Why are Greens running a candidate against Paul Wellstone, the Senate's most liberal member?

| September/October 2002

Denunciations of Minnesota's Green Party have appeared all over the national alternative press this election season, as pundits who normally aim their rhetorical firepower at right-wingers and corporate criminals are up in arms that the state's growing band of Greens is fielding a candidate against progressive champion Paul Wellstone in an extremely tight Senate race. Pointing to the role Ralph Nader's Green candidacy played in sending George W. Bush to the White House, magazines from the leftist Nation to the liberal American Prospect worry that this latest experiment in political purity could tip the U.S. Senate to the Republicans.

Despite a moving appeal from Nader's two-time running mate Winona LaDuke to not challenge Wellstone, delegates at the party's May convention nominated Native American activist Ed 'Eagle Man' McGaa for the Senate seat. For many Greens, Wellstone's support of a bill authorizing President Bush's war on terrorism was a major issue-although a largely symbolic one, since the measure passed with only one dissenting vote.

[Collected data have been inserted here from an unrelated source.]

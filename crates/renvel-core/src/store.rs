//! Read access to a single store (one SQLite database file)

use crate::error::{Error, Result};
use crate::table::{Column, Row, TableData, Value};
use rusqlite::{Connection, OpenFlags};
use std::path::{Path, PathBuf};

/// An open store. The connection is exclusively owned and closed on drop,
/// before the caller moves on to the next store.
#[derive(Debug)]
pub struct Store {
    conn: Connection,
    path: PathBuf,
}

impl Store {
    /// Open a store read-only
    pub fn open<P: AsRef<Path>>(path: P) -> Result<Self> {
        let path = path.as_ref().to_path_buf();
        let conn = Connection::open_with_flags(&path, OpenFlags::SQLITE_OPEN_READ_ONLY)
            .map_err(|e| Error::StoreOpen {
                path: path.clone(),
                source: e,
            })?;
        Ok(Self { conn, path })
    }

    /// Path this store was opened from
    pub fn path(&self) -> &Path {
        &self.path
    }

    /// File name of the store, for provenance fields
    pub fn file_name(&self) -> String {
        self.path
            .file_name()
            .map(|n| n.to_string_lossy().into_owned())
            .unwrap_or_else(|| self.path.display().to_string())
    }

    /// List table names from the store catalog, in enumeration order
    pub fn table_names(&self) -> Result<Vec<String>> {
        let mut stmt = self
            .conn
            .prepare("SELECT name FROM sqlite_master WHERE type='table'")?;
        let names = stmt
            .query_map([], |row| row.get::<_, String>(0))?
            .collect::<std::result::Result<Vec<_>, _>>()?;
        Ok(names)
    }

    /// Check whether a table exists in the store
    pub fn has_table(&self, name: &str) -> Result<bool> {
        let count: i64 = self.conn.query_row(
            "SELECT COUNT(*) FROM sqlite_master WHERE type='table' AND name = ?1",
            [name],
            |row| row.get(0),
        )?;
        Ok(count > 0)
    }

    /// Read a whole table into memory
    pub fn read_table(&self, name: &str) -> Result<TableData> {
        let ctx = |e: rusqlite::Error| Error::TableRead {
            store: self.path.clone(),
            table: name.to_string(),
            source: e,
        };

        // Table names come from the catalog, not SQL text; quote defensively anyway
        let sql = format!("SELECT * FROM \"{}\"", name.replace('"', "\"\""));
        let mut stmt = self.conn.prepare(&sql).map_err(ctx)?;

        let columns: Vec<Column> = stmt
            .column_names()
            .into_iter()
            .enumerate()
            .map(|(i, n)| Column::new(n.to_string(), i))
            .collect();
        let width = columns.len();

        let mut rows = Vec::new();
        let mut raw_rows = stmt.query([]).map_err(ctx)?;
        while let Some(raw) = raw_rows.next().map_err(ctx)? {
            let mut cells = Vec::with_capacity(width);
            for i in 0..width {
                let v: rusqlite::types::Value = raw.get(i).map_err(ctx)?;
                cells.push(Value::from(v));
            }
            rows.push(Row::new(cells));
        }

        Ok(TableData {
            name: name.to_string(),
            columns,
            rows,
            source_path: self.path.clone(),
        })
    }
}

But as The Alternet News Service (June 3, 2002) and The Progressive (July 2002) point out, McGaa does not even share the Greens' views about the war. 'As a Korean War vet,' reports The Progressive's political editor Ruth Conniff, 'he says he believes constructive military intervention is sometimes warranted.'

McGaa is not considered a particularly strong or sophisticated candidate, a view reinforced by his suggestion that Wellstone might not survive the election due to his health. Wellstone announced earlier this year that he has a mild form of multiple sclerosis, but on the campaign trail this year he displays the same fire that fueled his stunning 1990 upset of two-term Republican Rudy Boschwitz. But this time Wellstone is the two-termer fighting to win back some people's trust after overriding a 1990 campaign promise to serve no more than two terms.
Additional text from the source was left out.